First, go into the cron folder and update sysstat to run more frequently. On our centos systems, inside /etc/cron.d/sysstat, I use:
*/10 * * * * root /usr/lib/sa/sa1 -d -I 30 20
To have this take effect immediately, you need to delete today's sa file. Otherwise, the change will start taking place tomorrow.
rm -f /var/log/sa/sa`date +%d`
The next thing is to monitor processes. Something like this should work. Add to the sysstat cron file these two lines:
1 * * * * root find /var/log/sa -name "ps-*" -cmin +300 | xargs rm -f &>/dev/null
* * * * * root ps -N --sort comm,pid -ww
-o tty:1,pid,c,pmem:5,rss:8,sz:8,size:8=TSIZE,vsz:8,nlwp,lstart,wchan,args |
sed -n 's/^? //p' |
awk '$4 != "0" && $5 != "0"'
&>/var/log/sa/ps-`date +%H%m`
(Note, you must put these on exactly TWO lines. For readability, I've broken up the second entry onto multiple lines.)

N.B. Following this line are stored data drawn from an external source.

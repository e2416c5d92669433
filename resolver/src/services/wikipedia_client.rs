use async_trait::async_trait;
use reqwest::Client;
use serde::Deserialize;
use std::time::Duration;
use tracing::{debug, error};

use crate::errors::ResolverError;

const USER_AGENT: &str = "TermLink/0.1 (term resolution batch pipeline)";

/// Title-search collaborator: free-text query in, ordered candidate
/// titles out. The order is whatever the service returned; it is not
/// guaranteed to be by relevance, so callers must scan the full list.
#[async_trait]
pub trait TitleSearch: Send + Sync {
    async fn search_titles(&self, query: &str) -> Result<Vec<String>, ResolverError>;
}

/// Client for the Wikipedia Action API's `list=search` endpoint
#[derive(Clone)]
pub struct WikipediaClient {
    base_url: String,
    client: Client,
}

impl WikipediaClient {
    pub fn new(base_url: String, timeout: Duration) -> Self {
        Self {
            base_url,
            client: Client::builder()
                .user_agent(USER_AGENT)
                .timeout(timeout)
                .build()
                .unwrap_or_else(|_| Client::new()),
        }
    }
}

#[derive(Debug, Deserialize)]
struct SearchEnvelope {
    query: Option<SearchBody>,
}

#[derive(Debug, Deserialize)]
struct SearchBody {
    #[serde(default)]
    search: Vec<SearchHit>,
}

#[derive(Debug, Deserialize)]
struct SearchHit {
    title: String,
}

#[async_trait]
impl TitleSearch for WikipediaClient {
    async fn search_titles(&self, query: &str) -> Result<Vec<String>, ResolverError> {
        let url = format!("{}/w/api.php", self.base_url);

        let response = self
            .client
            .get(&url)
            .query(&[
                ("action", "query"),
                ("list", "search"),
                ("srsearch", query),
                ("format", "json"),
            ])
            .send()
            .await?;

        if !response.status().is_success() {
            let status = response.status();
            error!("❌ Wikipedia search error {} for '{}'", status, query);
            return Err(ResolverError::SearchFailed(format!(
                "{} for '{}'",
                status, query
            )));
        }

        let envelope: SearchEnvelope = response.json().await?;
        let titles: Vec<String> = envelope
            .query
            .map(|body| body.search.into_iter().map(|hit| hit.title).collect())
            .unwrap_or_default();

        debug!("🔎 {} candidate titles for '{}'", titles.len(), query);
        Ok(titles)
    }
}
use indexmap::IndexMap;
use serde::{Deserialize, Serialize};

/// A candidate title returned by the search service, paired with its
/// similarity score against the queried term (0-100).
#[derive(Debug, Clone, Serialize, Deserialize, PartialEq)]
pub struct Candidate {
    pub title: String,
    pub score: f64,
}

/// Classification of a single input term after title search
/// This is what flows from resolver → pipeline
#[derive(Debug, Clone, Serialize, Deserialize, PartialEq)]
#[serde(tag = "outcome", rename_all = "snake_case")]
pub enum ResolutionOutcome {
    /// A returned title is identical to the term after normalization
    Exact { title: String },
    /// Best candidate met the similarity threshold but is not identical
    Similar { title: String, score: f64 },
    /// No returned title qualified
    NotFound,
}

impl ResolutionOutcome {
    pub fn as_str(&self) -> &'static str {
        match self {
            ResolutionOutcome::Exact { .. } => "exact",
            ResolutionOutcome::Similar { .. } => "similar",
            ResolutionOutcome::NotFound => "not_found",
        }
    }

    pub fn is_exact(&self) -> bool {
        matches!(self, ResolutionOutcome::Exact { .. })
    }
}

/// Property graph describing a resolved entity in the knowledge base.
///
/// Keys are RDF property URIs; values are everything the store returned
/// for that property, in first-seen order.
#[derive(Debug, Clone, Default, Serialize, Deserialize, PartialEq)]
pub struct OntologyRecord {
    #[serde(flatten)]
    pub properties: IndexMap<String, Vec<String>>,
}

impl OntologyRecord {
    pub fn new() -> Self {
        Self::default()
    }

    /// Append a value under a property URI, grouping repeated properties
    pub fn insert(&mut self, property: String, value: String) {
        self.properties.entry(property).or_default().push(value);
    }

    /// Number of distinct properties
    pub fn property_count(&self) -> usize {
        self.properties.len()
    }

    /// Number of property/value pairs across all properties
    pub fn triple_count(&self) -> usize {
        self.properties.values().map(Vec::len).sum()
    }

    pub fn is_empty(&self) -> bool {
        self.properties.is_empty()
    }
}

/// End-of-run counters reported to the operator
#[derive(Debug, Clone, Copy, Default, Serialize, Deserialize, PartialEq, Eq)]
pub struct RunSummary {
    pub total: usize,
    pub exact: usize,
    pub similar: usize,
    pub not_found: usize,
}

impl RunSummary {
    /// Share of terms with an exact, enriched match, as a percentage.
    /// An empty run reports 0 rather than dividing by zero.
    pub fn percent_found(&self) -> f64 {
        if self.total == 0 {
            0.0
        } else {
            self.exact as f64 / self.total as f64 * 100.0
        }
    }
}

Every hour, the first command cleans up after the second command any data that is more than 5 hours old (to prevent the directory from getting too full). You can change that if it's not enough. The second command runs every minute and saves a very details ps-listing to the disk.
If you have a hang, reboot and then run "sar -A", which should now give you very detailed information about everything. You might notice a memory spike followed by IO, or vice-versa. Note the time when the problem occurs, and then go into the appropriate ps-* files to see if you can see the problem process. You might need to look and previous ps outputs to see a change. The processes are ordered by command-name and pid, so you are able to do a "diff" between two ps files to see where a change really occurs.